*DESCRIPTION OF THE TASK*.
Every line from the one that contains "let Credentials::Bearer(token) = credentials" to the end of the records must be restated word for word. No other line belongs in the answer.
******
//! Credential encryption at rest
//!
//! Stored secrets look like `v1:<base64(nonce || ciphertext || tag)>`, sealed
//! with AES-256-GCM under a 32-byte key kept in its own file (mode 600).

use base64::{engine::general_purpose::STANDARD, Engine as _};
use ring::aead::{Aad, LessSafeKey, Nonce, UnboundKey, AES_256_GCM, NONCE_LEN};
use ring::rand::{SecureRandom, SystemRandom};
use std::path::Path;
use tokio::fs;
use tokio::io::AsyncWriteExt;
use tracing::info;

use crate::error::{RelayError, Result};

const SCHEME: &str = "v1";
const KEY_LEN: usize = 32;

/// Seals and opens secrets persisted to disk
pub trait SecretCodec: Send + Sync {
    fn seal(&self, plaintext: &str) -> Result<String>;

    fn open(&self, sealed: &str) -> Result<String>;

    /// Prefix identifying the format of sealed values
    fn scheme(&self) -> &'static str;
}

/// AES-256-GCM codec
pub struct AeadCodec {
    key: LessSafeKey,
    rng: SystemRandom,
}

impl AeadCodec {
    pub fn from_key_bytes(bytes: &[u8]) -> Result<Self> {
        let unbound = UnboundKey::new(&AES_256_GCM, bytes)
            .map_err(|_| RelayError::Secret(format!("Key must be {} bytes", KEY_LEN)))?;

        Ok(AeadCodec {
            key: LessSafeKey::new(unbound),
            rng: SystemRandom::new(),
        })
    }

    pub fn generate_key() -> Result<[u8; KEY_LEN]> {
        let mut key = [0u8; KEY_LEN];
        SystemRandom::new()
            .fill(&mut key)
            .map_err(|_| RelayError::Secret("Random generator failure".to_string()))?;
        Ok(key)
    }

    /// Read the key file, creating it with a fresh key on first use
    pub async fn load_or_create(path: &Path) -> Result<Self> {
        if fs::try_exists(path).await.unwrap_or(false) {
            let encoded = fs::read_to_string(path).await?;
            let bytes = STANDARD
                .decode(encoded.trim())
                .map_err(|e| RelayError::Secret(format!("Corrupt key file {}: {}", path.display(), e)))?;
            return Self::from_key_bytes(&bytes);
        }

        let key = Self::generate_key()?;
        if let Some(parent) = path.parent() {
            fs::create_dir_all(parent).await?;
        }

        let mut file = fs::OpenOptions::new()
            .write(true)
            .create_new(true)
            .mode(0o600)
            .open(path)
            .await?;
        file.write_all(STANDARD.encode(key).as_bytes()).await?;
        file.write_all(b"\n").await?;
        file.flush().await?;

        info!("Generated credential key at {}", path.display());
        Self::from_key_bytes(&key)
    }
}

impl SecretCodec for AeadCodec {
    fn seal(&self, plaintext: &str) -> Result<String> {
        let mut nonce_bytes = [0u8; NONCE_LEN];
        self.rng
            .fill(&mut nonce_bytes)
            .map_err(|_| RelayError::Secret("Random generator failure".to_string()))?;

        let mut in_out = plaintext.as_bytes().to_vec();
        self.key
            .seal_in_place_append_tag(
                Nonce::assume_unique_for_key(nonce_bytes),
                Aad::empty(),
                &mut in_out,
            )
            .map_err(|_| RelayError::Secret("Encryption failed".to_string()))?;

        let mut payload = nonce_bytes.to_vec();
        payload.extend_from_slice(&in_out);

        Ok(format!("{}:{}", SCHEME, STANDARD.encode(payload)))
    }

    fn open(&self, sealed: &str) -> Result<String> {
        let encoded = sealed
            .strip_prefix(SCHEME)
            .and_then(|rest| rest.strip_prefix(':'))
            .ok_or_else(|| RelayError::Secret("Unknown secret format".to_string()))?;

        let payload = STANDARD
            .decode(encoded)
            .map_err(|e| RelayError::Secret(format!("Invalid base64: {}", e)))?;

        if payload.len() < NONCE_LEN + AES_256_GCM.tag_len() {
            return Err(RelayError::Secret("Sealed value too short".to_string()));
        }

        let (nonce_bytes, ciphertext) = payload.split_at(NONCE_LEN);
        let nonce = Nonce::try_assume_unique_for_key(nonce_bytes)
            .map_err(|_| RelayError::Secret("Invalid nonce".to_string()))?;

        let mut in_out = ciphertext.to_vec();
        let plaintext = self
            .key
            .open_in_place(nonce, Aad::empty(), &mut in_out)
            .map_err(|_| RelayError::Secret("Decryption failed (wrong key or tampered value)".to_string()))?;

        String::from_utf8(plaintext.to_vec())
            .map_err(|_| RelayError::Secret("Decrypted value is not UTF-8".to_string()))
    }

    fn scheme(&self) -> &'static str {
        SCHEME
    }
}
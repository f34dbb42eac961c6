//! Host probing, package installation and service lifecycle

pub mod detector;
pub mod packages;
pub mod service;

pub use detector::{OsFamily, OsInfo, ServiceStatus, SystemDetector, SystemProfile};
pub use packages::{PackageManager, PackageManagerKind};
pub use service::{PostfixStatus, ServiceManager};
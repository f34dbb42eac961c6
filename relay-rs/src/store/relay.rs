//! Persisted relay configuration (`sasl_config.json`)
//!
//! A single global relay is kept under `relay_hosts`; its password is sealed
//! with the [`SecretCodec`] before it touches disk.

use chrono::{DateTime, Utc};
use serde::{Deserialize, Serialize};
use std::path::{Path, PathBuf};
use std::sync::Arc;
use tokio::fs;
use tokio::sync::OnceCell;
use tracing::{info, warn};

use super::secret::{AeadCodec, SecretCodec};
use crate::error::{RelayError, Result};
use crate::postfix::{Provider, RelayConfig};

#[derive(Debug, Clone, Serialize, Deserialize)]
struct StoredRelay {
    relay_host: String,
    relay_port: u16,
    username: String,
    /// Sealed password, `v1:...`
    password: String,
    #[serde(default)]
    provider: Provider,
    updated_at: DateTime<Utc>,
}

#[derive(Debug, Default, Serialize, Deserialize)]
struct RelayFile {
    #[serde(default)]
    relay_hosts: Vec<StoredRelay>,
}

/// Relay details safe to display
#[derive(Debug, Clone, PartialEq, Serialize, Deserialize)]
pub struct RelaySummary {
    pub relay_host: String,
    pub relay_port: u16,
    pub username: String,
    pub provider: Provider,
    pub updated_at: DateTime<Utc>,
}

pub struct RelayStore {
    path: PathBuf,
    key_path: PathBuf,
    codec: OnceCell<Arc<dyn SecretCodec>>,
}

impl RelayStore {
    /// The codec key is read (or generated) on first use
    pub fn new(path: impl Into<PathBuf>, key_path: impl Into<PathBuf>) -> Self {
        RelayStore {
            path: path.into(),
            key_path: key_path.into(),
            codec: OnceCell::new(),
        }
    }

    pub fn with_codec(path: impl Into<PathBuf>, codec: Arc<dyn SecretCodec>) -> Self {
        let path = path.into();
        RelayStore {
            key_path: path.with_extension("key"),
            path,
            codec: OnceCell::new_with(Some(codec)),
        }
    }

    pub fn path(&self) -> &Path {
        &self.path
    }

    async fn codec(&self) -> Result<&Arc<dyn SecretCodec>> {
        self.codec
            .get_or_try_init(|| async {
                let codec = AeadCodec::load_or_create(&self.key_path).await?;
                Ok::<_, RelayError>(Arc::new(codec) as Arc<dyn SecretCodec>)
            })
            .await
    }

    async fn read(&self) -> Result<RelayFile> {
        let content = match fs::read_to_string(&self.path).await {
            Ok(content) => content,
            Err(e) if e.kind() == std::io::ErrorKind::NotFound => return Ok(RelayFile::default()),
            Err(e) => return Err(e.into()),
        };

        if content.trim().is_empty() {
            return Ok(RelayFile::default());
        }

        match serde_json::from_str(&content) {
            Ok(file) => Ok(file),
            Err(e) => {
                warn!("Malformed relay store {}, ignoring: {}", self.path.display(), e);
                Ok(RelayFile::default())
            }
        }
    }

    async fn write(&self, file: &RelayFile) -> Result<()> {
        if let Some(parent) = self.path.parent() {
            fs::create_dir_all(parent).await?;
        }

        let mut tmp = self.path.clone().into_os_string();
        tmp.push(".tmp");
        let tmp = PathBuf::from(tmp);

        fs::write(&tmp, serde_json::to_string_pretty(file)?).await?;
        fs::rename(&tmp, &self.path).await?;
        Ok(())
    }

    /// Replace the stored relay
    pub async fn save(&self, relay: &RelayConfig) -> Result<()> {
        let sealed = self.codec().await?.seal(&relay.password)?;

        let file = RelayFile {
            relay_hosts: vec![StoredRelay {
                relay_host: relay.relay_host.clone(),
                relay_port: relay.relay_port,
                username: relay.username.clone(),
                password: sealed,
                provider: relay.provider,
                updated_at: Utc::now(),
            }],
        };
        self.write(&file).await?;

        info!("Saved relay {} to {}", relay.relayhost(), self.path.display());
        Ok(())
    }

    /// Stored relay with its password opened
    pub async fn load(&self) -> Result<Option<RelayConfig>> {
        let file = self.read().await?;
        let Some(stored) = file.relay_hosts.into_iter().next() else {
            return Ok(None);
        };

        let password = self.codec().await?.open(&stored.password)?;
        Ok(Some(RelayConfig {
            relay_host: stored.relay_host,
            relay_port: stored.relay_port,
            username: stored.username,
            password,
            provider: stored.provider,
        }))
    }

    /// Stored relay without the password; never needs the key
    pub async fn summary(&self) -> Result<Option<RelaySummary>> {
        let file = self.read().await?;
        Ok(file.relay_hosts.into_iter().next().map(|stored| RelaySummary {
            relay_host: stored.relay_host,
            relay_port: stored.relay_port,
            username: stored.username,
            provider: stored.provider,
            updated_at: stored.updated_at,
        }))
    }

    pub async fn clear(&self) -> Result<()> {
        self.write(&RelayFile::default()).await?;
        info!("Cleared stored relay");
        Ok(())
    }
}
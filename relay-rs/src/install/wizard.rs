use serde::{Deserialize, Serialize};
use std::sync::Arc;
use tracing::info;

use super::installer::{InstallOutcome, InstallationStatus, Installer, UninstallReport};
use crate::error::{RelayError, Result};
use crate::postfix::{Provider, ProviderPreset, RelayConfig};
use crate::system::{SystemDetector, SystemProfile};
use crate::utils::{
    parse_port, validate_email, validate_hostname, validate_map_token, validate_password,
};

pub const TOTAL_STEPS: u32 = 5;

/// Kind of value a wizard form field holds
#[derive(Debug, Clone, Copy, PartialEq, Eq, Serialize, Deserialize)]
#[serde(rename_all = "lowercase")]
pub enum InputKind {
    Email,
    Hostname,
    Port,
    Password,
    Username,
}

impl std::str::FromStr for InputKind {
    type Err = RelayError;

    fn from_str(s: &str) -> Result<Self> {
        match s.to_ascii_lowercase().as_str() {
            "email" => Ok(InputKind::Email),
            "hostname" => Ok(InputKind::Hostname),
            "port" => Ok(InputKind::Port),
            "password" => Ok(InputKind::Password),
            "username" => Ok(InputKind::Username),
            other => Err(RelayError::Validation(format!("Unknown input type: {}", other))),
        }
    }
}

#[derive(Debug, Clone, PartialEq, Serialize)]
pub struct InputValidation {
    pub valid: bool,
    pub message: String,
}

/// Host and port a provider resolves to
#[derive(Debug, Clone, PartialEq, Serialize)]
pub struct ProviderConfig {
    pub provider: Provider,
    pub relay_host: String,
    pub relay_port: u16,
    pub provider_name: &'static str,
    pub description: &'static str,
}

#[derive(Debug, Clone, Serialize)]
pub struct WizardStep {
    pub step: u32,
    pub total_steps: u32,
    pub title: &'static str,
    #[serde(skip_serializing_if = "Option::is_none")]
    pub help_text: Option<&'static str>,
    #[serde(skip_serializing_if = "Option::is_none")]
    pub system_info: Option<SystemProfile>,
    #[serde(skip_serializing_if = "Option::is_none")]
    pub providers: Option<&'static [ProviderPreset]>,
}

/// Form data submitted at the end of the wizard
#[derive(Clone, Deserialize)]
pub struct WizardRequest {
    #[serde(default)]
    pub provider: Provider,
    /// Overrides the preset host; required for `custom`
    #[serde(default)]
    pub relay_host: Option<String>,
    #[serde(default)]
    pub relay_port: Option<u16>,
    pub username: String,
    pub password: String,
}

impl std::fmt::Debug for WizardRequest {
    fn fmt(&self, f: &mut std::fmt::Formatter<'_>) -> std::fmt::Result {
        f.debug_struct("WizardRequest")
            .field("provider", &self.provider)
            .field("relay_host", &self.relay_host)
            .field("relay_port", &self.relay_port)
            .field("username", &self.username)
            .finish_non_exhaustive()
    }
}

#[derive(Debug, Clone, Serialize)]
pub struct InstallReport {
    pub success: bool,
    pub message: String,
    pub outcome: InstallOutcome,
    pub installation_status: InstallationStatus,
}

#[derive(Debug, Clone, Serialize)]
pub struct UninstallResponse {
    pub success: bool,
    pub message: String,
    pub report: UninstallReport,
}

/// Guided installation on top of [`Installer`]
pub struct InstallationWizard {
    installer: Arc<Installer>,
    detector: Arc<SystemDetector>,
}

impl InstallationWizard {
    pub fn new(installer: Arc<Installer>, detector: Arc<SystemDetector>) -> Self {
        InstallationWizard {
            installer,
            detector,
        }
    }

    pub async fn system_info(&self) -> SystemProfile {
        self.detector.get_system_info().await
    }

    pub fn provider_presets(&self) -> &'static [ProviderPreset] {
        Provider::presets()
    }

    /// Preset host and port; for `custom` the given values replace them
    pub fn provider_config(
        &self,
        provider: Provider,
        custom_host: Option<&str>,
        custom_port: Option<u16>,
    ) -> ProviderConfig {
        let preset = provider.preset();
        let mut config = ProviderConfig {
            provider,
            relay_host: preset.relay_host.to_string(),
            relay_port: preset.relay_port,
            provider_name: preset.name,
            description: preset.description,
        };

        if provider == Provider::Custom {
            if let Some(host) = custom_host.filter(|h| !h.is_empty()) {
                config.relay_host = host.to_string();
            }
            if let Some(port) = custom_port {
                config.relay_port = port;
            }
        }

        config
    }

    pub fn validate_input(&self, kind: InputKind, value: &str) -> InputValidation {
        let checked = match kind {
            InputKind::Email => validate_email(value),
            InputKind::Hostname => validate_hostname(value),
            InputKind::Port => parse_port(value).map(|_| ()),
            InputKind::Password => validate_password(value),
            InputKind::Username => validate_map_token("Username", value),
        };

        match checked {
            Ok(()) => InputValidation {
                valid: true,
                message: String::new(),
            },
            Err(RelayError::Validation(message)) => InputValidation {
                valid: false,
                message,
            },
            Err(e) => InputValidation {
                valid: false,
                message: e.to_string(),
            },
        }
    }

    pub async fn wizard_step(&self, step: u32) -> Result<WizardStep> {
        let mut page = WizardStep {
            step,
            total_steps: TOTAL_STEPS,
            title: "",
            help_text: None,
            system_info: None,
            providers: None,
        };

        match step {
            1 => {
                page.title = "System Check";
                page.system_info = Some(self.system_info().await);
            }
            2 => {
                page.title = "Choose Email Provider";
                page.providers = Some(self.provider_presets());
            }
            3 => {
                page.title = "Enter SMTP Settings";
                page.help_text = Some("Enter your custom SMTP server settings");
            }
            4 => {
                page.title = "Enter Credentials";
                page.help_text = Some("Enter your email account credentials");
            }
            5 => {
                page.title = "Confirmation";
                page.help_text = Some("Review your settings before installation");
            }
            _ => {
                return Err(RelayError::Validation(format!(
                    "Invalid step number {} (expected 1-{})",
                    step, TOTAL_STEPS
                )))
            }
        }

        Ok(page)
    }

    /// Resolve the submitted form into relay settings
    pub fn relay_config(&self, request: &WizardRequest) -> Result<RelayConfig> {
        let preset = request.provider.preset();
        let relay = RelayConfig {
            relay_host: request
                .relay_host
                .clone()
                .filter(|h| !h.trim().is_empty())
                .unwrap_or_else(|| preset.relay_host.to_string()),
            relay_port: request.relay_port.unwrap_or(preset.relay_port),
            username: request.username.trim().to_string(),
            password: request.password.clone(),
            provider: request.provider,
        };

        relay.validate()?;
        Ok(relay)
    }

    pub async fn install_with_data(&self, request: &WizardRequest) -> Result<InstallReport> {
        let relay = self.relay_config(request)?;
        info!("Wizard installation for {} via {}", relay.relayhost(), relay.provider);

        let outcome = self.installer.run_installation(&relay).await?;
        let message = if outcome.success {
            "Installation completed successfully!".to_string()
        } else {
            format!(
                "Installation failed{}. Check logs for details.",
                outcome
                    .failed_step
                    .map(|step| format!(" during {}", step))
                    .unwrap_or_default()
            )
        };

        Ok(InstallReport {
            success: outcome.success,
            message,
            outcome,
            installation_status: self.installer.get_installation_status().await,
        })
    }

    pub async fn uninstall(&self) -> Result<UninstallResponse> {
        let report = self.installer.run_uninstallation().await?;
        let message = if report.warnings.is_empty() {
            "Uninstallation completed successfully!".to_string()
        } else {
            format!(
                "Uninstallation completed with {} warning(s)",
                report.warnings.len()
            )
        };

        Ok(UninstallResponse {
            success: true,
            message,
            report,
        })
    }
}

#[cfg(test)]
mod tests {
    use super::*;
    use crate::config::Config;
    use crate::context::RelayContext;
    use crate::exec::mock::MockRunner;
    use tempfile::TempDir;

    fn wizard(root: &TempDir) -> Arc<InstallationWizard> {
        let ctx = RelayContext::from_config(Config::rooted_at(root.path()), Arc::new(MockRunner::new()));
        ctx.wizard.clone()
    }

    fn request(provider: Provider, username: &str) -> WizardRequest {
        WizardRequest {
            provider,
            relay_host: None,
            relay_port: None,
            username: username.to_string(),
            password: "secret".to_string(),
        }
    }

    #[test]
    fn test_input_kind_from_str() {
        assert_eq!("Email".parse::<InputKind>().unwrap(), InputKind::Email);
        assert!("phone".parse::<InputKind>().is_err());
    }

    #[tokio::test]
    async fn test_validate_input() {
        let root = TempDir::new().unwrap();
        let wizard = wizard(&root);

        assert!(wizard.validate_input(InputKind::Email, "a@example.com").valid);
        assert!(!wizard.validate_input(InputKind::Email, "example.com").valid);
        assert!(wizard.validate_input(InputKind::Hostname, "smtp.example.com").valid);
        assert!(wizard.validate_input(InputKind::Port, "587").valid);

        let port = wizard.validate_input(InputKind::Port, "70000");
        assert!(!port.valid);
        assert!(!port.message.is_empty());

        assert!(!wizard.validate_input(InputKind::Password, "").valid);
        assert!(!wizard.validate_input(InputKind::Username, "with space").valid);
    }

    #[tokio::test]
    async fn test_provider_config() {
        let root = TempDir::new().unwrap();
        let wizard = wizard(&root);

        let gmail = wizard.provider_config(Provider::Gmail, Some("ignored.example.com"), Some(25));
        assert_eq!(gmail.relay_host, "smtp.gmail.com");
        assert_eq!(gmail.relay_port, 587);

        let custom = wizard.provider_config(Provider::Custom, Some("mx.example.com"), Some(2525));
        assert_eq!(custom.relay_host, "mx.example.com");
        assert_eq!(custom.relay_port, 2525);

        assert_eq!(wizard.provider_presets().len(), 5);
    }

    #[tokio::test]
    async fn test_wizard_steps() {
        let root = TempDir::new().unwrap();
        let wizard = wizard(&root);

        let titles = [
            "System Check",
            "Choose Email Provider",
            "Enter SMTP Settings",
            "Enter Credentials",
            "Confirmation",
        ];
        for (i, title) in titles.iter().enumerate() {
            let step = wizard.wizard_step(i as u32 + 1).await.unwrap();
            assert_eq!(step.title, *title);
        }

        assert!(wizard.wizard_step(1).await.unwrap().system_info.is_some());
        assert!(wizard.wizard_step(2).await.unwrap().providers.is_some());
        assert!(matches!(
            wizard.wizard_step(0).await,
            Err(RelayError::Validation(_))
        ));
        assert!(wizard.wizard_step(6).await.is_err());
    }

    #[tokio::test]
    async fn test_username_must_be_email_only_for_mailbox_providers() {
        let root = TempDir::new().unwrap();
        let wizard = wizard(&root);

        assert!(wizard.relay_config(&request(Provider::Gmail, "bob")).is_err());
        assert!(wizard.relay_config(&request(Provider::Outlook, "bob")).is_err());

        let sendgrid = wizard.relay_config(&request(Provider::Sendgrid, "apikey")).unwrap();
        assert_eq!(sendgrid.relay_host, "smtp.sendgrid.net");
        assert_eq!(sendgrid.username, "apikey");
    }

    #[tokio::test]
    async fn test_custom_requires_host() {
        let root = TempDir::new().unwrap();
        let wizard = wizard(&root);

        assert!(wizard.relay_config(&request(Provider::Custom, "relay-user")).is_err());

        let mut custom = request(Provider::Custom, "relay-user");
        custom.relay_host = Some("mx.example.com".to_string());
        custom.relay_port = Some(2525);
        let relay = wizard.relay_config(&custom).unwrap();
        assert_eq!(relay.relayhost(), "[mx.example.com]:2525");
    }

    #[tokio::test]
    async fn test_request_debug_hides_password() {
        let request = request(Provider::Gmail, "a@gmail.com");
        assert!(!format!("{:?}", request).contains("secret"));
    }
}
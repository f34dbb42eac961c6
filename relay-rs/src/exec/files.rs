//! Privileged file operations
//!
//! In elevated mode every mutation of a system file is performed by a
//! root-owned command (`install`, `cp`, `rm`, `chmod`, `chown`). In direct
//! mode the process is assumed to own the files already and `tokio::fs` is
//! used.

use std::io::Write;
use std::os::unix::fs::PermissionsExt;
use std::path::Path;
use std::sync::Arc;

use tokio::fs;
use tracing::{debug, info};

use super::{CommandRunner, CommandSpec};
use crate::error::{RelayError, Result};

#[derive(Clone)]
pub struct SystemFiles {
    runner: Arc<dyn CommandRunner>,
    elevated: bool,
}

fn mode_arg(mode: u32) -> String {
    format!("{:o}", mode)
}

fn path_arg(path: &Path) -> String {
    path.to_string_lossy().to_string()
}

impl SystemFiles {
    pub fn new(runner: Arc<dyn CommandRunner>, elevated: bool) -> Self {
        SystemFiles { runner, elevated }
    }

    pub fn is_elevated(&self) -> bool {
        self.elevated
    }

    pub fn runner(&self) -> &Arc<dyn CommandRunner> {
        &self.runner
    }

    pub async fn exists(&self, path: &Path) -> bool {
        fs::try_exists(path).await.unwrap_or(false)
    }

    /// Replace `path` with `contents` and set its mode
    pub async fn write(&self, path: &Path, contents: &[u8], mode: u32) -> Result<()> {
        if self.elevated {
            // staged copy lives until install(1) has read it
            let mut staged = tempfile::NamedTempFile::new()?;
            staged.write_all(contents)?;
            staged.flush()?;

            self.runner
                .run_checked(
                    &CommandSpec::root("install")
                        .args(["-D", "-m", mode_arg(mode).as_str()])
                        .arg(path_arg(staged.path()))
                        .arg(path_arg(path)),
                )
                .await?;
        } else {
            if let Some(parent) = path.parent() {
                fs::create_dir_all(parent).await?;
            }
            fs::write(path, contents).await?;
            fs::set_permissions(path, std::fs::Permissions::from_mode(mode)).await?;
        }

        info!("Wrote {} (mode {:o})", path.display(), mode);
        Ok(())
    }

    /// Copy `src` to `dst`, preserving mode and timestamps
    pub async fn copy(&self, src: &Path, dst: &Path) -> Result<()> {
        if self.elevated {
            if let Some(parent) = dst.parent() {
                self.create_dir_all(parent).await?;
            }
            self.runner
                .run_checked(
                    &CommandSpec::root("cp")
                        .arg("-p")
                        .arg(path_arg(src))
                        .arg(path_arg(dst)),
                )
                .await?;
        } else {
            if let Some(parent) = dst.parent() {
                fs::create_dir_all(parent).await?;
            }
            fs::copy(src, dst).await?;
        }

        debug!("Copied {} -> {}", src.display(), dst.display());
        Ok(())
    }

    /// Remove a file; a missing file is not an error
    pub async fn remove(&self, path: &Path) -> Result<()> {
        if self.elevated {
            self.runner
                .run_checked(&CommandSpec::root("rm").arg("-f").arg(path_arg(path)))
                .await?;
        } else {
            match fs::remove_file(path).await {
                Ok(()) => {}
                Err(e) if e.kind() == std::io::ErrorKind::NotFound => {}
                Err(e) => return Err(e.into()),
            }
        }

        info!("Removed {}", path.display());
        Ok(())
    }

    /// Remove a directory tree; a missing directory is not an error
    pub async fn remove_dir_all(&self, path: &Path) -> Result<()> {
        if self.elevated {
            self.runner
                .run_checked(&CommandSpec::root("rm").arg("-rf").arg(path_arg(path)))
                .await?;
        } else {
            match fs::remove_dir_all(path).await {
                Ok(()) => {}
                Err(e) if e.kind() == std::io::ErrorKind::NotFound => {}
                Err(e) => return Err(e.into()),
            }
        }

        info!("Removed {}", path.display());
        Ok(())
    }

    pub async fn chmod(&self, path: &Path, mode: u32) -> Result<()> {
        if self.elevated {
            self.runner
                .run_checked(
                    &CommandSpec::root("chmod")
                        .arg(mode_arg(mode))
                        .arg(path_arg(path)),
                )
                .await?;
        } else {
            fs::set_permissions(path, std::fs::Permissions::from_mode(mode)).await?;
        }
        Ok(())
    }

    /// Hand a restored file back to root. No-op in direct mode.
    pub async fn chown_root(&self, path: &Path) -> Result<()> {
        if self.elevated {
            self.runner
                .run_checked(
                    &CommandSpec::root("chown")
                        .arg("root:root")
                        .arg(path_arg(path)),
                )
                .await?;
        } else {
            debug!("Skipping chown of {} in direct mode", path.display());
        }
        Ok(())
    }

    pub async fn create_dir_all(&self, path: &Path) -> Result<()> {
        if self.elevated {
            self.runner
                .run_checked(&CommandSpec::root("mkdir").arg("-p").arg(path_arg(path)))
                .await?;
        } else {
            fs::create_dir_all(path).await?;
        }
        Ok(())
    }

    /// Numeric `uid:gid` this process runs as
    async fn process_owner(&self) -> Result<String> {
        let mut ids = Vec::with_capacity(2);
        for flag in ["-u", "-g"] {
            let spec = CommandSpec::new("id").arg(flag);
            let output = self.runner.run_checked(&spec).await?;
            let id = output.stdout.trim();
            if id.parse::<u32>().is_err() {
                return Err(RelayError::CommandFailed {
                    command: spec.display(),
                    code: output.code,
                    stderr: format!("unexpected output {:?}", id),
                });
            }
            ids.push(id.to_string());
        }
        Ok(ids.join(":"))
    }

    /// Create a directory this process can read without escalating.
    ///
    /// In elevated mode the directory is made by root and then handed to
    /// the invoking user, so later unprivileged reads still see it.
    pub async fn create_owned_dir(&self, path: &Path, mode: u32) -> Result<()> {
        if self.elevated {
            let owner = self.process_owner().await?;
            self.create_dir_all(path).await?;
            self.runner
                .run_checked(&CommandSpec::root("chown").arg(&owner).arg(path_arg(path)))
                .await?;
            debug!("{} now owned by {}", path.display(), owner);
        } else {
            fs::create_dir_all(path).await?;
        }
        self.chmod(path, mode).await
    }
}
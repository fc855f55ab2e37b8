//! OAuth2 bearer token verification.

use std::sync::Arc;

use super::{precheck, quote, AuthRequest, CredentialVerifier, Credentials, FailureReason, Verdict};
use crate::error::{BackendResult, GrantError};
use crate::identity::AuthScheme;
use crate::oauth2::GrantEngine;

/// Verifies bearer tokens through the [`GrantEngine`].
pub struct BearerVerifier {
    engine: Arc<GrantEngine>,
    realm: String,
}

impl BearerVerifier {
    pub fn new(engine: Arc<GrantEngine>, realm: impl Into<String>) -> Self {
        Self {
            engine,
            realm: realm.into(),
        }
    }
}

impl CredentialVerifier for BearerVerifier {
    fn scheme(&self) -> AuthScheme {
        AuthScheme::Bearer
    }

    fn verify(&self, credentials: &Credentials, _request: &AuthRequest) -> BackendResult<Verdict> {
        if let Some(verdict) = precheck(credentials, AuthScheme::Bearer) {
            return Ok(verdict);
        }
        let Credentials::Bearer(token) = credentials else {
            return Ok(Verdict::Rejected(FailureReason::InvalidCredentials));
        };

        match self.engine.validate_token(token) {
            Ok(identity) => Ok(Verdict::Accepted(identity)),
            Err(GrantError::Rejected { description, .. }) => {
                tracing::warn!(reason = %description, "bearer token rejected");
                Ok(Verdict::Rejected(FailureReason::InvalidToken(description)))
            }
            Err(GrantError::Backend(err)) => Err(err),
        }
    }

    fn challenge(&self, failure: Option<&FailureReason>) -> String {
        let mut challenge = format!("Bearer realm={}", quote(&self.realm));
        match failure {
            Some(FailureReason::InvalidToken(description)) => {
                challenge.push_str(&format!(
                    ", error=\"invalid_token\", error_description={}",
                    quote(description)
                ));
            }
            Some(FailureReason::MalformedCredentials(_)) => {
                challenge.push_str(", error=\"invalid_request\"");
            }
            _ => {}
        }
        challenge
    }
}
******
*OUTPUT FOR THIS TASK*.
        let Credentials::Bearer(token) = credentials else {
            return Ok(Verdict::Rejected(FailureReason::InvalidCredentials));
        };

        match self.engine.validate_token(token) {
            Ok(identity) => Ok(Verdict::Accepted(identity)),
            Err(GrantError::Rejected { description, .. }) => {
                tracing::warn!(reason = %description, "bearer token rejected");
                Ok(Verdict::Rejected(FailureReason::InvalidToken(description)))
            }
            Err(GrantError::Backend(err)) => Err(err),
        }
    }

    fn challenge(&self, failure: Option<&FailureReason>) -> String {
        let mut challenge = format!("Bearer realm={}", quote(&self.realm));
        match failure {
            Some(FailureReason::InvalidToken(description)) => {
                challenge.push_str(&format!(
                    ", error=\"invalid_token\", error_description={}",
                    quote(description)
                ));
            }
            Some(FailureReason::MalformedCredentials(_)) => {
                challenge.push_str(", error=\"invalid_request\"");
            }
            _ => {}
        }
        challenge
    }
}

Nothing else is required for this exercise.